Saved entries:
──────

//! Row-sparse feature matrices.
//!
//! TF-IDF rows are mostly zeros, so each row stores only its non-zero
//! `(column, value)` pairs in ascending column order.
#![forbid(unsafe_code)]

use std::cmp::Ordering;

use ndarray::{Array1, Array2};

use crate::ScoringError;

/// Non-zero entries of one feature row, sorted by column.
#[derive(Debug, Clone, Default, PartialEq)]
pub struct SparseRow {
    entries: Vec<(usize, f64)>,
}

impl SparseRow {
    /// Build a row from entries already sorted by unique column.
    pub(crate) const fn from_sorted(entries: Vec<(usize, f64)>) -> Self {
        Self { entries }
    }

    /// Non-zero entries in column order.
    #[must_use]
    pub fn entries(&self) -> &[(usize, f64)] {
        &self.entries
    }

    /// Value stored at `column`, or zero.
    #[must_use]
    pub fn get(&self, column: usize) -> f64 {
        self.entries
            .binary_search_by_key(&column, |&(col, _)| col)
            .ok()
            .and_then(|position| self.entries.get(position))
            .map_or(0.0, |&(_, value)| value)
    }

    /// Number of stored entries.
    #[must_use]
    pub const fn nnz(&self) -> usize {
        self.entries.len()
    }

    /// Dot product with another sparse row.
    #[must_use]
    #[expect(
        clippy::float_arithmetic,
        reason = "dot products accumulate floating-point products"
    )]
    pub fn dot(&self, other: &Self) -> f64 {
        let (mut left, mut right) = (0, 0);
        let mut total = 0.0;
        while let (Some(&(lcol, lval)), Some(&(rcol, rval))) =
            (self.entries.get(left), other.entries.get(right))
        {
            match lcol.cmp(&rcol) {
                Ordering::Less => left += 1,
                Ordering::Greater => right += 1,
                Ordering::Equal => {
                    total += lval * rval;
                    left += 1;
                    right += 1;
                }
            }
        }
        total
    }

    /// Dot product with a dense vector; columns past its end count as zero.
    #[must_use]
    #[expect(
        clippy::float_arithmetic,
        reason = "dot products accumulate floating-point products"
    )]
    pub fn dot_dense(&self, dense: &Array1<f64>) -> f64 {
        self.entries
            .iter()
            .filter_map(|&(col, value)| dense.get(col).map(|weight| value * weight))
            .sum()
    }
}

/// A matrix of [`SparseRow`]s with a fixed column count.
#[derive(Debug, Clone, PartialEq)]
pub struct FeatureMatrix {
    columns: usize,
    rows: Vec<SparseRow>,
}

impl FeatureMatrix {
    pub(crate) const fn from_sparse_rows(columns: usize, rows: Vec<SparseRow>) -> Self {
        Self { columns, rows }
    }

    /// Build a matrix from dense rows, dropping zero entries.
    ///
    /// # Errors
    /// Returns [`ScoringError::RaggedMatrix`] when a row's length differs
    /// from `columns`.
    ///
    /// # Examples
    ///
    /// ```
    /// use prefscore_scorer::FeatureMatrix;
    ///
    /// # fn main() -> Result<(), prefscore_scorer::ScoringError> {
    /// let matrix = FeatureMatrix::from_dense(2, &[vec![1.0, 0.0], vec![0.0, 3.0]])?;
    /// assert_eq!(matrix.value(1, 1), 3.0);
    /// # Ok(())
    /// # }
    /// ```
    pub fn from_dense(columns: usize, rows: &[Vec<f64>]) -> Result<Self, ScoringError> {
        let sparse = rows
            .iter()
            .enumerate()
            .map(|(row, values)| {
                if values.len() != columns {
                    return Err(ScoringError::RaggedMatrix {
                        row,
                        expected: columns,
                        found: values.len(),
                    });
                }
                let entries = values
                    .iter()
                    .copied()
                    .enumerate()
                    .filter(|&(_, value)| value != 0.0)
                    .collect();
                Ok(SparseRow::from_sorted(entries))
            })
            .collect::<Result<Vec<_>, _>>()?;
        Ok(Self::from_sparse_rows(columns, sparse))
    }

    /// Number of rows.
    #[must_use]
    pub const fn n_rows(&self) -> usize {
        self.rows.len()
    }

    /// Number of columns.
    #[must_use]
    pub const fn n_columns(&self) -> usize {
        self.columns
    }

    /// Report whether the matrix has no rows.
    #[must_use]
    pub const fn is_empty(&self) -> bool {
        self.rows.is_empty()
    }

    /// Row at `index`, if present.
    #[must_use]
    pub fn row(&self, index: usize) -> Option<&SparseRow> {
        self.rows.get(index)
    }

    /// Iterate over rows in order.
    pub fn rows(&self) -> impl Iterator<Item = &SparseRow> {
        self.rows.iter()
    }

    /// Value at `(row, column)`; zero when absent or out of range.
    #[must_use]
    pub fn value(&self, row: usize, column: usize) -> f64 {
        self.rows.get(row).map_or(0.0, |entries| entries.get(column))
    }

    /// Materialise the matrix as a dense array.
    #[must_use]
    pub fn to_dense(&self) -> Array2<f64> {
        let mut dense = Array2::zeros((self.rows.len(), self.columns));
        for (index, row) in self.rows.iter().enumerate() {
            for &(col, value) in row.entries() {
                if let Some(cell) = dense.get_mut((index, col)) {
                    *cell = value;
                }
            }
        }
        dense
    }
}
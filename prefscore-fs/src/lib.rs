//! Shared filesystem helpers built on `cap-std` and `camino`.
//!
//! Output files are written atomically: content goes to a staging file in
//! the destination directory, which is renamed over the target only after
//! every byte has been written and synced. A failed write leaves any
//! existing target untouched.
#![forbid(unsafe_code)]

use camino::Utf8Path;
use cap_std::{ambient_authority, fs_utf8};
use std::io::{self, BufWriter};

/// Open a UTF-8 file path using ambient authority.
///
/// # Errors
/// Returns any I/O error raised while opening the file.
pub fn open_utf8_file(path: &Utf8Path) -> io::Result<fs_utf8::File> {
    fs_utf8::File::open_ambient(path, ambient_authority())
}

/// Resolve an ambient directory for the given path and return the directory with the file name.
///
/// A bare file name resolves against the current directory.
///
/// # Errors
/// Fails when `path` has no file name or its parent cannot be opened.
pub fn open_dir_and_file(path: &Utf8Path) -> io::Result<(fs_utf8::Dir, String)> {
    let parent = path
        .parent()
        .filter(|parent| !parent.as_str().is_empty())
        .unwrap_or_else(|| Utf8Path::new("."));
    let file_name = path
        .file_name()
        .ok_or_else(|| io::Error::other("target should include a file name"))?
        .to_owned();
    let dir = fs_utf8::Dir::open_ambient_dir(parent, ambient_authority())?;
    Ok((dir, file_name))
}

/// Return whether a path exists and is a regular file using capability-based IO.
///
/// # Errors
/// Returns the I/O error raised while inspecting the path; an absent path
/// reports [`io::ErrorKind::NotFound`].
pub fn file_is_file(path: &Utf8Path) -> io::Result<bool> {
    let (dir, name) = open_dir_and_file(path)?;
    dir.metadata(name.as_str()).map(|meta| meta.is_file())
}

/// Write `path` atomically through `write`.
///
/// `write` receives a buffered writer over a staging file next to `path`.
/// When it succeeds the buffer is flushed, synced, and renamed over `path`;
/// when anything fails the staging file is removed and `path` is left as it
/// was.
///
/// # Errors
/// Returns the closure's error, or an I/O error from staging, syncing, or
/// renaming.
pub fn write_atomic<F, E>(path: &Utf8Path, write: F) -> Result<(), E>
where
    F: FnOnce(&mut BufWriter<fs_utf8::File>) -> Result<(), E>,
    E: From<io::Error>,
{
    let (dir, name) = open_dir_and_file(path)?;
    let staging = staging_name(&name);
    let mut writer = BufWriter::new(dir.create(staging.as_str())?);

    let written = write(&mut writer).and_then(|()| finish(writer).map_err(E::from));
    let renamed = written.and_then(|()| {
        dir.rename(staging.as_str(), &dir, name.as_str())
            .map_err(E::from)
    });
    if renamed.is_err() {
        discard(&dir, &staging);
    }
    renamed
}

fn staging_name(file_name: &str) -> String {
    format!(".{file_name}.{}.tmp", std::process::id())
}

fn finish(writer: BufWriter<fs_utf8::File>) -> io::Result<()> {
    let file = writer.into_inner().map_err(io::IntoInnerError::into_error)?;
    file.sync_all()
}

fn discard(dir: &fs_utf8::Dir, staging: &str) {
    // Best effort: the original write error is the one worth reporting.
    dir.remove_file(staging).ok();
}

──────

* **TASK DETAILS**
Where a line in the entries holds the word "derive", copy that line.

* **RESULT OF THIS TASK**
#[derive(Debug, Clone, Default, PartialEq)]
#[derive(Debug, Clone, PartialEq)]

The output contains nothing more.